Join the Local Search Authorities
Small local businesses want a seat a big businesses’ table. Local search "authorities" may help them get it.
Small local businesses want a seat a big businesses’ table. Local search "authorities" may help them get it.
A page-one organic rank on Google for important keyword phrases is one of the most valuable positions in SEM (define). Yet it’s becoming increasingly difficult for local businesses to achieve this prized placement. Google’s algorithm simply doesn’t yield quality ranking for most small-business Web sites.
Sure, one could blame low-cost, template-based, SEO (define)-constrained Web site solutions. But even the best constructed sites often don’t fare much better in Google’s organic search results.
Google wants to maintain its leadership position building the best algorithms and providing the most relevant search results. To accomplish this, it seeks to stamp out spam and over-optimized sites. It wants to serve results from reputable, relevant sites.
Google’s algorithm favors sites commonly referred to as authorities. Google designates sites as authorities based their clout and influence for topical themes and related keyword searches.
In local SEM, authorities make it extremely difficult for a small-business site to compete for organic local search exposure on traditional SERPs (define). These small local businesses want a seat at the big businesses’ table.
However, the authorities actually provide an opportunity for a local business to create a strategic SEM road map. I call it “riding the coattails.” Small businesses are well advised to pay attention when allocating their finite marketing budgets.
Currently, Google and Yahoo search results for local queries are dominated by several authorities: Switchboard, SuperPages, and Citysearch. These authorities have gained their status by understanding it’s critical to ensure Google can find and index their pages, regardless of their destinations’ popularity. Each has made a concerted effort to better architect and code local business results to rank effectively on major search engines.
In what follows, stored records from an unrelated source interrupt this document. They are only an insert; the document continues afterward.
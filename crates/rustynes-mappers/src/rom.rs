//! NES ROM file format parsing (iNES and NES 2.0).
//!
//! This module handles loading and parsing NES ROM files in both the legacy iNES format
//! and the extended NES 2.0 format.

use crate::Mirroring;

/// Errors that can occur when parsing NES ROM files.
#[derive(Debug, thiserror::Error)]
pub enum RomError {
    /// ROM file is too small to contain a valid header.
    #[error("ROM file too small: expected at least 16 bytes, got {0}")]
    FileTooSmall(usize),

    /// Invalid iNES magic number in header.
    #[error("Invalid iNES magic number: expected [4E 45 53 1A], got {0:02X?}")]
    InvalidMagic([u8; 4]),

    /// Invalid PRG-ROM size.
    #[error("Invalid PRG-ROM size: {0}")]
    InvalidPrgSize(String),

    /// Invalid CHR-ROM size.
    #[error("Invalid CHR-ROM size: {0}")]
    InvalidChrSize(String),

    /// ROM file size doesn't match header specifications.
    #[error("ROM file size mismatch: expected {expected} bytes, got {actual} bytes")]
    SizeMismatch {
        /// Expected file size in bytes.
        expected: usize,
        /// Actual file size in bytes.
        actual: usize,
    },

    /// Unsupported ROM format variant.
    #[error("Unsupported ROM format: {0}")]
    UnsupportedFormat(String),

    /// Mapper number is not implemented by this crate.
    #[error("Unsupported mapper: {0}")]
    UnsupportedMapper(u16),
}

/// iNES/NES 2.0 ROM header.
///
/// Represents the 16-byte header found at the start of all iNES format ROM files.
///
/// # Format
///
/// ```text
/// Byte 0-3:   Magic number "NES" followed by MS-DOS EOF (0x4E 0x45 0x53 0x1A)
/// Byte 4:     PRG-ROM size in 16KB units (or LSB in NES 2.0)
/// Byte 5:     CHR-ROM size in 8KB units (or LSB in NES 2.0)
/// Byte 6:     Flags 6 (mirroring, battery, trainer, four-screen, mapper low nibble)
/// Byte 7:     Flags 7 (VS System, PlayChoice-10, NES 2.0 identifier, mapper high nibble)
/// Byte 8:     Flags 8 (mapper MSB and submapper in NES 2.0, or PRG-RAM size in iNES)
/// Byte 9:     Flags 9 (PRG-ROM MSB and CHR-ROM MSB in NES 2.0)
/// Byte 10:    Flags 10 (PRG-RAM and PRG-NVRAM size in NES 2.0)
/// Byte 11:    Flags 11 (CHR-RAM and CHR-NVRAM size in NES 2.0)
/// Byte 12:    Flags 12 (CPU/PPU timing in NES 2.0)
/// Byte 13:    Flags 13 (system type in NES 2.0)
/// Byte 14:    Miscellaneous ROMs count in NES 2.0
/// Byte 15:    Default expansion device in NES 2.0
/// ```
#[derive(Debug, Clone, PartialEq, Eq)]
pub struct RomHeader {
    /// PRG-ROM size in bytes.
    pub prg_rom_size: usize,

    /// CHR-ROM size in bytes (0 indicates CHR-RAM).
    pub chr_rom_size: usize,

    /// Mapper number (0-4095 for NES 2.0, 0-255 for iNES 1.0).
    pub mapper_number: u16,

    /// Submapper number (0-15, NES 2.0 only).
    pub submapper: u8,

    /// Nametable mirroring mode.
    pub mirroring: Mirroring,

    /// Battery-backed PRG-RAM present.
    pub has_battery: bool,

    /// 512-byte trainer present before PRG-ROM.
    pub has_trainer: bool,

    /// True if this is NES 2.0 format.
    pub nes2_format: bool,

    /// PRG-RAM size in bytes (for battery-backed save data).
    pub prg_ram_size: usize,

    /// PRG-NVRAM size in bytes (NES 2.0 only).
    pub prg_nvram_size: usize,

    /// CHR-RAM size in bytes (when `chr_rom_size` is 0).
    pub chr_ram_size: usize,

    /// CHR-NVRAM size in bytes (NES 2.0 only).
    pub chr_nvram_size: usize,
}

impl RomHeader {
    /// iNES magic number: "NES" followed by MS-DOS EOF.
    const MAGIC: [u8; 4] = [0x4E, 0x45, 0x53, 0x1A];

    /// Parse ROM header from raw bytes.
    ///
    /// # Arguments
    ///
    /// * `data` - Raw header bytes (at least 16 bytes)
    ///
    /// # Returns
    ///
    /// Parsed ROM header or error.
    ///
    /// # Errors
    ///
    /// Returns error if:
    /// - Data is less than 16 bytes
    /// - Magic number is incorrect
    /// - Header contains invalid size values
    #[allow(clippy::similar_names)]
    pub fn parse(data: &[u8]) -> Result<Self, RomError> {
        if data.len() < 16 {
            return Err(RomError::FileTooSmall(data.len()));
        }

        // Verify magic number
        let magic = [data[0], data[1], data[2], data[3]];
        if magic != Self::MAGIC {
            return Err(RomError::InvalidMagic(magic));
        }

        // Check for NES 2.0 format
        let nes2_format = (data[7] & 0x0C) == 0x08;

        let (mapper_number, submapper) = if nes2_format {
            Self::parse_nes2_mapper(data)
        } else {
            (Self::parse_ines_mapper(data), 0)
        };

        let (prg_rom_size, chr_rom_size) = if nes2_format {
            Self::parse_nes2_sizes(data)?
        } else {
            Self::parse_ines_sizes(data)?
        };

        let mirroring = Self::parse_mirroring(data);
        let has_battery = (data[6] & 0x02) != 0;
        let has_trainer = (data[6] & 0x04) != 0;

        let (prg_ram_size, prg_nvram_size, chr_ram_size, chr_nvram_size) = if nes2_format {
            Self::parse_nes2_ram_sizes(data)
        } else {
            let prg_ram = if data[8] == 0 {
                8192
            } else {
                data[8] as usize * 8192
            };
            (prg_ram, 0, if chr_rom_size == 0 { 8192 } else { 0 }, 0)
        };

        Ok(Self {
            prg_rom_size,
            chr_rom_size,
            mapper_number,
            submapper,
            mirroring,
            has_battery,
            has_trainer,
            nes2_format,
            prg_ram_size,
            prg_nvram_size,
            chr_ram_size,
            chr_nvram_size,
        })
    }

    /// Parse iNES 1.0 mapper number (8 bits).
    fn parse_ines_mapper(data: &[u8]) -> u16 {
        let low = (data[6] & 0xF0) >> 4;
        let high = data[7] & 0xF0;
        u16::from(high | low)
    }

    /// Parse NES 2.0 mapper number (12 bits) and submapper (4 bits).
    fn parse_nes2_mapper(data: &[u8]) -> (u16, u8) {
        let low = (data[6] & 0xF0) >> 4;
        let mid = data[7] & 0xF0;
        let high = data[8] & 0x0F;
        let mapper = u16::from(high) << 8 | u16::from(mid | low);
        let submapper = (data[8] & 0xF0) >> 4;
        (mapper, submapper)
    }

    /// Parse iNES 1.0 ROM sizes.
    fn parse_ines_sizes(data: &[u8]) -> Result<(usize, usize), RomError> {
        let prg_size = data[4] as usize * 16384; // 16KB units
        let chr_size = data[5] as usize * 8192; // 8KB units

        if prg_size == 0 {
            return Err(RomError::InvalidPrgSize(
                "PRG-ROM size cannot be 0".to_string(),
            ));
        }

        Ok((prg_size, chr_size))
    }

    /// Parse NES 2.0 ROM sizes with MSB support.
    #[allow(clippy::similar_names)]
    fn parse_nes2_sizes(data: &[u8]) -> Result<(usize, usize), RomError> {
        let prg_lsb = data[4] as usize;
        let chr_lsb = data[5] as usize;
        let prg_msb = (data[9] & 0x0F) as usize;
        let chr_msb = ((data[9] & 0xF0) >> 4) as usize;

        // If MSB is 0xF, use exponent-multiplier format
        let prg_size = if prg_msb == 0x0F {
            let exponent = (prg_lsb & 0xFC) >> 2;
            let multiplier = (prg_lsb & 0x03) * 2 + 1;
            multiplier * (1 << exponent)
        } else {
            (prg_msb << 8 | prg_lsb) * 16384
        };

        let chr_size = if chr_msb == 0x0F {
            let exponent = (chr_lsb & 0xFC) >> 2;
            let multiplier = (chr_lsb & 0x03) * 2 + 1;
            multiplier * (1 << exponent)
        } else {
            (chr_msb << 8 | chr_lsb) * 8192
        };

        if prg_size == 0 {
            return Err(RomError::InvalidPrgSize(
                "PRG-ROM size cannot be 0".to_string(),
            ));
        }

        Ok((prg_size, chr_size))
    }

    /// Parse mirroring mode from flags.
    fn parse_mirroring(data: &[u8]) -> Mirroring {
        if (data[6] & 0x08) != 0 {
            // Four-screen VRAM
            Mirroring::FourScreen
        } else if (data[6] & 0x01) != 0 {
            // Vertical mirroring
            Mirroring::Vertical
        } else {
            // Horizontal mirroring
            Mirroring::Horizontal
        }
    }

    /// Parse NES 2.0 RAM sizes.
    fn parse_nes2_ram_sizes(data: &[u8]) -> (usize, usize, usize, usize) {
        let prg_ram = Self::parse_ram_size(data[10] & 0x0F);
        let prg_nvram = Self::parse_ram_size((data[10] & 0xF0) >> 4);
        let chr_ram = Self::parse_ram_size(data[11] & 0x0F);
        let chr_nvram = Self::parse_ram_size((data[11] & 0xF0) >> 4);
        (prg_ram, prg_nvram, chr_ram, chr_nvram)
    }

    /// Parse RAM size from 4-bit field (NES 2.0 format).
    fn parse_ram_size(field: u8) -> usize {
        if field == 0 { 0 } else { 64 << field }
    }
}

/// Parsed NES ROM file.
#[derive(Debug, Clone)]
pub struct Rom {
    /// ROM header information.
    pub header: RomHeader,

    /// 512-byte trainer data (if present).
    pub trainer: Option<Vec<u8>>,

    /// PRG-ROM data (program code).
    pub prg_rom: Vec<u8>,

    /// CHR-ROM data (graphics), or empty if CHR-RAM.
    pub chr_rom: Vec<u8>,
}

impl Rom {
    /// Load a ROM from raw file bytes.
    ///
    /// # Arguments
    ///
    /// * `data` - Complete ROM file contents
    ///
    /// # Returns
    ///
    /// Parsed ROM or error.
    ///
    /// # Errors
    ///
    /// Returns error if:
    /// - Header is invalid
    /// - File size doesn't match header
    /// - Data is truncated
    ///
    /// # Examples
    ///
    /// ```ignore
    /// use std::fs;
    /// use rustynes_mappers::Rom;
    ///
    /// let data = fs::read("game.nes")?;
    /// let rom = Rom::load(&data)?;
    /// println!("Mapper: {}", rom.header.mapper_number);
    /// ```
    pub fn load(data: &[u8]) -> Result<Self, RomError> {
        let header = RomHeader::parse(data)?;

        let mut offset = 16; // Header size

        // Load trainer if present
        let trainer = if header.has_trainer {
            if data.len() < offset + 512 {
                return Err(RomError::FileTooSmall(data.len()));
            }
            let trainer_data = data[offset..offset + 512].to_vec();
            offset += 512;
            Some(trainer_data)
        } else {
            None
        };

        // Load PRG-ROM
        if data.len() < offset + header.prg_rom_size {
            return Err(RomError::SizeMismatch {
                expected: offset + header.prg_rom_size,
                actual: data.len(),
            });
        }
        let prg_rom = data[offset..offset + header.prg_rom_size].to_vec();
        offset += header.prg_rom_size;

        // Load CHR-ROM (if present)
        let chr_rom = if header.chr_rom_size > 0 {
            if data.len() < offset + header.chr_rom_size {
                return Err(RomError::SizeMismatch {
                    expected: offset + header.chr_rom_size,
                    actual: data.len(),
                });
            }

            data[offset..offset + header.chr_rom_size].to_vec()
        } else {
            Vec::new()
        };

        Ok(Self {
            header,
            trainer,
            prg_rom,
            chr_rom,
        })
    }
}

#[cfg(test)]
mod tests {
    use super::*;

    fn create_test_header(
        prg_size: u8,
        chr_size: u8,
        mapper: u8,
        mirroring: u8,
        battery: bool,
    ) -> Vec<u8> {
        let mut header = vec![0x4E, 0x45, 0x53, 0x1A]; // Magic
        header.push(prg_size);
        header.push(chr_size);
        header.push(((mapper & 0x0F) << 4) | mirroring | if battery { 0x02 } else { 0x00 });
        header.push(mapper & 0xF0);
        header.extend_from_slice(&[0; 8]); // Padding
        header
    }

    #[test]
    fn test_valid_ines_header() {
        let header = create_test_header(2, 1, 0, 0, false);
        let result = RomHeader::parse(&header);
        assert!(result.is_ok());

        let parsed = result.unwrap();
        assert_eq!(parsed.prg_rom_size, 32768); // 2 * 16KB
        assert_eq!(parsed.chr_rom_size, 8192); // 1 * 8KB
        assert_eq!(parsed.mapper_number, 0);
        assert_eq!(parsed.mirroring, Mirroring::Horizontal);
        assert!(!parsed.has_battery);
        assert!(!parsed.nes2_format);
    }

    #[test]
    fn test_invalid_magic() {
        let mut header = create_test_header(1, 1, 0, 0, false);
        header[0] = 0x00; // Corrupt magic
        let result = RomHeader::parse(&header);
        assert!(matches!(result, Err(RomError::InvalidMagic(_))));
    }

    #[test]
    fn test_file_too_small() {
        let result = RomHeader::parse(&[0x4E, 0x45, 0x53]);
        assert!(matches!(result, Err(RomError::FileTooSmall(3))));
    }

    #[test]
    fn test_mapper_number_parsing() {
        let header = create_test_header(1, 1, 0x42, 0, false);
        let parsed = RomHeader::parse(&header).unwrap();
        assert_eq!(parsed.mapper_number, 0x42);
    }

    #[test]
    fn test_mirroring_modes() {
        // Horizontal
        let header = create_test_header(1, 1, 0, 0x00, false);
        assert_eq!(
            RomHeader::parse(&header).unwrap().mirroring,
            Mirroring::Horizontal
        );

        // Vertical
        let header = create_test_header(1, 1, 0, 0x01, false);
        assert_eq!(
            RomHeader::parse(&header).unwrap().mirroring,
            Mirroring::Vertical
        );

        // Four-screen
        let header = create_test_header(1, 1, 0, 0x08, false);
        assert_eq!(
            RomHeader::parse(&header).unwrap().mirroring,
            Mirroring::FourScreen
        );
    }

    #[test]
    fn test_battery_flag() {
        let header = create_test_header(1, 1, 0, 0, true);
        let parsed = RomHeader::parse(&header).unwrap();
        assert!(parsed.has_battery);
    }

    #[test]
    fn test_rom_loading() {
        let mut rom_data = create_test_header(1, 1, 0, 0, false);
        rom_data.extend_from_slice(&[0x42; 16384]); // PRG-ROM
        rom_data.extend_from_slice(&[0x55; 8192]); // CHR-ROM

        let rom = Rom::load(&rom_data).unwrap();
        assert_eq!(rom.header.prg_rom_size, 16384);
        assert_eq!(rom.header.chr_rom_size, 8192);
        assert_eq!(rom.prg_rom.len(), 16384);
        assert_eq!(rom.chr_rom.len(), 8192);
        assert_eq!(rom.prg_rom[0], 0x42);
        assert_eq!(rom.chr_rom[0], 0x55);
    }

    #[test]
    fn test_rom_with_trainer() {
        let mut header = create_test_header(1, 0, 0, 0, false);
        header[6] |= 0x04; // Set trainer flag

        let mut rom_data = header;
        rom_data.extend_from_slice(&[0xFF; 512]); // Trainer
        rom_data.extend_from_slice(&[0x42; 16384]); // PRG-ROM

        let rom = Rom::load(&rom_data).unwrap();
        assert!(rom.header.has_trainer);
        assert!(rom.trainer.is_some());
        assert_eq!(rom.trainer.unwrap().len(), 512);
    }

    #[test]
    fn test_rom_size_mismatch() {
        let mut rom_data = create_test_header(2, 1, 0, 0, false);
        rom_data.extend_from_slice(&[0x42; 1024]); // Too small
        let result = Rom::load(&rom_data);
        assert!(matches!(result, Err(RomError::SizeMismatch { .. })));
    }
}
For years, these authorities have quietly augmented their destination traffic through an organic distribution strategy. They’ve been fed from Google’s leadership position, which drives tens of millions of users to their pages. New customer acquisition costs are thereby reduced, and local search brand profiles are raised.
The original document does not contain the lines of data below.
// RustyNES Desktop Application
#![doc = include_str!("../README.md")]
#![warn(clippy::pedantic)]
#![allow(clippy::cast_precision_loss)] // Color conversion from hex
#![allow(clippy::multiple_crate_versions)] // Dependency version conflicts (transitive deps)
#![allow(clippy::doc_markdown)] // README.md formatting

use std::path::PathBuf;
use std::process::ExitCode;
use std::sync::OnceLock;

use clap::{Parser, Subcommand};
use iced::Size;
use rustynes_core::{Console, ConsoleError, RomError};

mod app;
mod audio;
mod config;
mod input;
mod library;
mod message;
mod metrics;
mod theme;
mod view;
mod viewport;
mod views;

/// RustyNES, a cycle-accurate NES emulator.
#[derive(Parser)]
#[command(name = "rustynes-desktop", version, about)]
struct Cli {
    #[command(subcommand)]
    command: Option<Command>,
}

#[derive(Subcommand)]
enum Command {
    /// Load a ROM and run it in a window.
    Run {
        /// Path to an iNES/NES 2.0 ROM image.
        rom_path: PathBuf,

        /// Integer window scale (window size = 256*N x 240*N).
        #[arg(long, default_value_t = 3)]
        scale: u32,
    },
}

/// ROM path to auto-load at startup, set by the `run` subcommand and
/// consumed once by [`app::RustyNes::new`].
static STARTUP_ROM: OnceLock<PathBuf> = OnceLock::new();

/// Returns the ROM path requested via `rustynes-desktop run <rom-path>`, if any.
pub(crate) fn startup_rom() -> Option<PathBuf> {
    STARTUP_ROM.get().cloned()
}

fn main() -> ExitCode {
    // Initialize logging
    tracing_subscriber::fmt()
        .with_max_level(tracing::Level::INFO)
        .with_target(false)
        .with_thread_ids(false)
        .with_file(false)
        .with_line_number(false)
        .compact()
        .init();

    tracing::info!("Starting RustyNES Desktop v{}", env!("CARGO_PKG_VERSION"));

    // Load configuration to get saved window size
    let mut config = config::AppConfig::load().unwrap_or_default();

    let cli = Cli::parse();
    if let Some(Command::Run { rom_path, scale }) = cli.command {
        match std::fs::read(&rom_path) {
            Ok(rom_data) => match Console::new(&rom_data) {
                Ok(_) => {
                    let _ = STARTUP_ROM.set(rom_path);
                    let dim = scale.max(1) * 256;
                    config.app.window_width = dim;
                    config.app.window_height = (scale.max(1) * 240).max(1);
                }
                Err(ConsoleError::RomError(RomError::UnsupportedMapper(n))) => {
                    tracing::error!("Unsupported mapper: {n}");
                    return ExitCode::from(2);
                }
                Err(e) => {
                    tracing::error!("Failed to load ROM: {e}");
                    return ExitCode::from(1);
                }
            },
            Err(e) => {
                tracing::error!("Failed to read ROM file {}: {e}", rom_path.display());
                return ExitCode::from(1);
            }
        }
    }

    #[allow(clippy::cast_precision_loss)] // u32 to f32 for window size
    let window_size = Size::new(
        config.app.window_width as f32,
        config.app.window_height as f32,
    );

    // Run application using Iced 0.13 API
    let result = iced::application(
        app::RustyNes::title,
        app::RustyNes::update,
        app::RustyNes::view,
    )
    .subscription(app::RustyNes::subscription)
    .theme(app::RustyNes::theme)
    .window_size(window_size)
    .antialiasing(true)
    .run_with(app::RustyNes::new);

    match result {
        Ok(()) => ExitCode::SUCCESS,
        Err(e) => {
            tracing::error!("Application error: {e}");
            ExitCode::from(1)
        }
    }
}
//! Configuration system for RustyNES desktop application.
//!
//! This module provides persistent configuration storage using TOML format
//! with platform-specific directory paths (XDG on Linux, AppData on Windows, etc.).

mod settings;

// Re-export commonly used types (others available via settings module)
pub use settings::{AppConfig, CrtPreset, KeyboardMapping, Region, ScalingMode};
Other providers are racing to catch up, most significantly Yahoo Local. Yahoo already benefits by placing three Yahoo Local business listings above the organic results for explicitly local queries on Yahoo.com. Now, its local business category pages are effectively crawled and indexed on Google. Further, Yahoo relaunched its local search site with a well thought-out static business category structure, which is optimized and well suited for organic rank.
In addition to cost-effectively acquiring new search users, authorities that rank for organic local search queries indirectly provide additional distribution to their advertisers and position themselves to sell more ad inventory.
Though the value of organic positioning on Google and Yahoo is clear to the authorities, it isn’t always clear to local businesses. Many grow frustrated with their inability to compete with the big guys. For these businesses, an old adage holds true: if you can’t beat ’em, join ’em.
Here’s how:
Small businesses must understand today’s SEO environment necessitates they think outside the confines of their own sites.
Local businesses should become intimately familiar with their key SERPs. They should position themselves to be listed on sites that already rank. And, they should align themselves with the authorities.
Places are already set for the small local businesses at the big businesses’ dinner table.